China’s Commerce Ministry said on Tuesday it was banning dealings by Chinese companies with five US subsidiaries of South Korean shipbuilder Hanwha Ocean, as Beijing and Washington escalate trade tensions in the shipbuilding and shipping sectors.
The ministry also announced that it was investigating a probe by Washington into China’s growing dominance in global shipbuilding.
The US Trade Representative launched the Section 301 trade investigation in April 2024, determining that China’s strength in the industry was a burden to US businesses.
The sanctioned entities are Hanwha Shipping LLC, Hanwha Philly Shipyard Inc., Hanwha Ocean USA International LLC, Hanwha Shipping Holdings LLC and HS USA Holdings Corp.

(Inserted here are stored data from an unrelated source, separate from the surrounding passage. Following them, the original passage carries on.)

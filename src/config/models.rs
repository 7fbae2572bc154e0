use serde::{Deserialize, Serialize};
use std::net::SocketAddr;
use std::path::PathBuf;
use std::time::Duration;

/// Top-level configuration
#[derive(Debug, Clone, Default, Deserialize, Serialize)]
pub struct Config {
    #[serde(default)]
    pub server: ServerConfig,
    /// Durable broker; absent means every job runs directly
    #[serde(default)]
    pub broker: Option<BrokerConfig>,
    #[serde(default)]
    pub model: ModelConfig,
    #[serde(default)]
    pub image: ImageConfig,
    #[serde(default)]
    pub scraper: ScraperConfig,
    #[serde(default)]
    pub telemetry: TelemetryConfig,
}

/// Server configuration
#[derive(Debug, Clone, Deserialize, Serialize)]
pub struct ServerConfig {
    #[serde(default = "default_bind_addr")]
    pub bind_addr: SocketAddr,
    #[serde(default = "default_max_payload_bytes")]
    pub max_payload_bytes: usize,
}

impl Default for ServerConfig {
    fn default() -> Self {
        Self {
            bind_addr: default_bind_addr(),
            max_payload_bytes: default_max_payload_bytes(),
        }
    }
}

fn default_bind_addr() -> SocketAddr {
    SocketAddr::from(([0, 0, 0, 0], 8080))
}

fn default_max_payload_bytes() -> usize {
    1024 * 1024 // 1 MB
}

/// Fjall-backed broker configuration
#[derive(Debug, Clone, Deserialize, Serialize)]
pub struct BrokerConfig {
    #[serde(default = "default_queue_path")]
    pub queue_path: PathBuf,
    #[serde(default = "default_ledger_path")]
    pub ledger_path: PathBuf,
    /// Bounded channel size per worker
    #[serde(default = "default_channel_size")]
    pub channel_size: usize,
    /// Completed and failed snapshots older than this are pruned
    #[serde(default = "default_retention_hours")]
    pub retention_hours: u64,
    #[serde(default)]
    pub content_generation: QueuePolicyConfig,
    #[serde(default)]
    pub niche_analysis: QueuePolicyConfig,
}

impl Default for BrokerConfig {
    fn default() -> Self {
        Self {
            queue_path: default_queue_path(),
            ledger_path: default_ledger_path(),
            channel_size: default_channel_size(),
            retention_hours: default_retention_hours(),
            content_generation: QueuePolicyConfig::default(),
            niche_analysis: QueuePolicyConfig::default(),
        }
    }
}

fn default_queue_path() -> PathBuf {
    PathBuf::from("data/queue")
}

fn default_ledger_path() -> PathBuf {
    PathBuf::from("data/ledger")
}

fn default_channel_size() -> usize {
    100
}

fn default_retention_hours() -> u64 {
    7 * 24
}

impl BrokerConfig {
    pub fn retention(&self) -> Duration {
        Duration::from_secs(self.retention_hours.saturating_mul(60 * 60))
    }
}

/// Per-queue overrides; unset fields fall back to the job kind's defaults
#[derive(Debug, Clone, Default, Deserialize, Serialize)]
pub struct QueuePolicyConfig {
    pub attempts: Option<u32>,
    pub backoff_ms: Option<u64>,
    pub concurrency: Option<usize>,
}

/// Model backend configuration
#[derive(Debug, Clone, Deserialize, Serialize)]
pub struct ModelConfig {
    #[serde(default = "default_model_base_url")]
    pub base_url: String,
    #[serde(default = "default_chat_model")]
    pub chat_model: String,
    #[serde(default = "default_image_model")]
    pub image_model: String,
    #[serde(default = "default_image_size")]
    pub image_size: String,
    #[serde(default = "default_temperature")]
    pub temperature: Option<f32>,
    #[serde(default = "default_request_timeout_secs")]
    pub request_timeout_secs: u64,
    /// Loaded from environment, never from the config file
    #[serde(skip)]
    pub api_key: Option<String>,
}

impl Default for ModelConfig {
    fn default() -> Self {
        Self {
            base_url: default_model_base_url(),
            chat_model: default_chat_model(),
            image_model: default_image_model(),
            image_size: default_image_size(),
            temperature: default_temperature(),
            request_timeout_secs: default_request_timeout_secs(),
            api_key: None,
        }
    }
}

fn default_model_base_url() -> String {
    "https://api.openai.com/v1".to_string()
}

fn default_chat_model() -> String {
    "gpt-4o".to_string()
}

fn default_image_model() -> String {
    "dall-e-3".to_string()
}

fn default_image_size() -> String {
    "1024x1024".to_string()
}

fn default_temperature() -> Option<f32> {
    Some(0.7)
}

fn default_request_timeout_secs() -> u64 {
    60
}

#[derive(Debug, Clone, Deserialize, Serialize)]
pub struct ImageConfig {
    #[serde(default = "default_true")]
    pub enabled: bool,
}

impl Default for ImageConfig {
    fn default() -> Self {
        Self { enabled: true }
    }
}

fn default_true() -> bool {
    true
}

/// Page scraper limits
#[derive(Debug, Clone, PartialEq, Eq, Deserialize, Serialize)]
pub struct ScraperConfig {
    #[serde(default = "default_navigation_timeout_secs")]
    pub navigation_timeout_secs: u64,
    #[serde(default = "default_connect_timeout_secs")]
    pub connect_timeout_secs: u64,
    #[serde(default = "default_max_text_chars")]
    pub max_text_chars: usize,
    #[serde(default = "default_max_links")]
    pub max_links: usize,
    #[serde(default = "default_max_html_bytes")]
    pub max_html_bytes: usize,
    #[serde(default = "default_user_agent")]
    pub user_agent: String,
}

impl ScraperConfig {
    pub fn navigation_timeout(&self) -> Duration {
        Duration::from_secs(self.navigation_timeout_secs)
    }

    pub fn connect_timeout(&self) -> Duration {
        Duration::from_secs(self.connect_timeout_secs)
    }
}

impl Default for ScraperConfig {
    fn default() -> Self {
        Self {
            navigation_timeout_secs: default_navigation_timeout_secs(),
            connect_timeout_secs: default_connect_timeout_secs(),
            max_text_chars: default_max_text_chars(),
            max_links: default_max_links(),
            max_html_bytes: default_max_html_bytes(),
            user_agent: default_user_agent(),
        }
    }
}

fn default_navigation_timeout_secs() -> u64 {
    30
}

fn default_connect_timeout_secs() -> u64 {
    10
}

fn default_max_text_chars() -> usize {
    50_000
}

fn default_max_links() -> usize {
    50
}

fn default_max_html_bytes() -> usize {
    5 * 1024 * 1024 // 5 MB
}

fn default_user_agent() -> String {
    "Mozilla/5.0 (Macintosh; Intel Mac OS X 10_15_7) AppleWebKit/537.36 (KHTML, like Gecko) Chrome/124.0.0.0 Safari/537.36".to_string()
}

#[derive(Debug, Clone, Deserialize, Serialize)]
pub struct TelemetryConfig {
    /// `tracing_subscriber::EnvFilter` directive, overridden by `RUST_LOG`
    #[serde(default = "default_log_filter")]
    pub log_filter: String,
}

impl Default for TelemetryConfig {
    fn default() -> Self {
        Self {
            log_filter: default_log_filter(),
        }
    }
}

fn default_log_filter() -> String {
    "postforge=info,tower_http=info".to_string()
}

#[cfg(test)]
mod tests {
    use super::*;

    #[test]
    fn test_default_config() {
        let config = Config::default();

        assert_eq!(config.server.bind_addr.to_string(), "0.0.0.0:8080");
        assert!(config.broker.is_none());
        assert_eq!(config.scraper.navigation_timeout(), Duration::from_secs(30));
        assert_eq!(config.scraper.max_text_chars, 50_000);
        assert_eq!(config.scraper.max_links, 50);
        assert!(config.image.enabled);
        assert!(config.model.api_key.is_none());
    }

    #[test]
    fn test_broker_section_alone_enables_broker() {
        let config: Config = toml::from_str("[broker]\n").unwrap();
        let broker = config.broker.unwrap();
        assert_eq!(broker.channel_size, 100);
        assert!(broker.content_generation.concurrency.is_none());
    }
}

International shipping and shipbuilding have become a recent focus of trade friction between Washington and Beijing, with each side imposing new port fees on the other’s vessels.
In late 2024, Hanwha acquired the Philly Shipyard in Pennsylvania for $100 million. It announced in August that it plans to invest $5 billion in new docks and quays as part of its support for US efforts to restore globally competitive shipbuilding capacity.

Trade war reaches global shipping lanes
The United States and China on Tuesday began charging port fees on ocean shipping firms that move everything from holiday toys to crude oil, making the high seas a key front in the trade war between the world’s two largest economies.
China said it had started collecting the special charges on US-owned, operated, built or flagged vessels, but clarified that Chinese-built ships would be exempt from the levies.
In details published on Tuesday by state broadcaster CCTV, China set out specific provisions on exemptions, including for ships built by China and empty ships entering Chinese shipyards for repair.
The China-imposed port fees are collected at the first port of entry on a single voyage or for the first five voyages within a year, following an annual billing cycle beginning on April 17.
Earlier this year, President Donald Trump’s administration announced plans to levy fees on China-linked ships to loosen that country’s grip on the global maritime industry and bolster US shipbuilding.
An investigation during former President Joe Biden’s administration concluded China uses unfair policies and practices to dominate the global maritime, logistics and shipbuilding sectors, clearing the way for those penalties. The US is scheduled to also begin collecting fees on October 14.
Analysts warn of market disruption
Analysts expect China-owned container carrier COSCO to be most affected, shouldering nearly half of the segment’s expected $3.2 billion cost from those fees in 2026. China hit back last week, saying it would impose its own port fees on US-linked vessels from the same day.
Jefferies analyst Omar Nokta noted that 13% of crude tankers and 11% of container ships in the global fleet would be affected.
“This tit-for-tat symmetry locks both economies into a spiral of maritime taxation that risks distorting global freight flows,” Athens-based Xclusiv Shipbrokers Inc said in a research note.
In a reprisal against China curbing exports of critical minerals, Trump on Friday threatened to impose additional 100% tariffs on goods from China and introduce new export controls on “any and all critical software” by November 1.
Administration officials, hours later, warned that countries voting in favour of a plan by the United Nations’ International Maritime Organization (IMO) to reduce planet-warming greenhouse gas emissions from ocean shipping this week could face sanctions, port bans or punitive vessel charges.
China has publicly supported the IMO plan. “The weaponisation of both trade and environmental policy signals that shipping has moved from being a neutral conduit of global commerce to a direct instrument of statecraft,” Xclusiv said.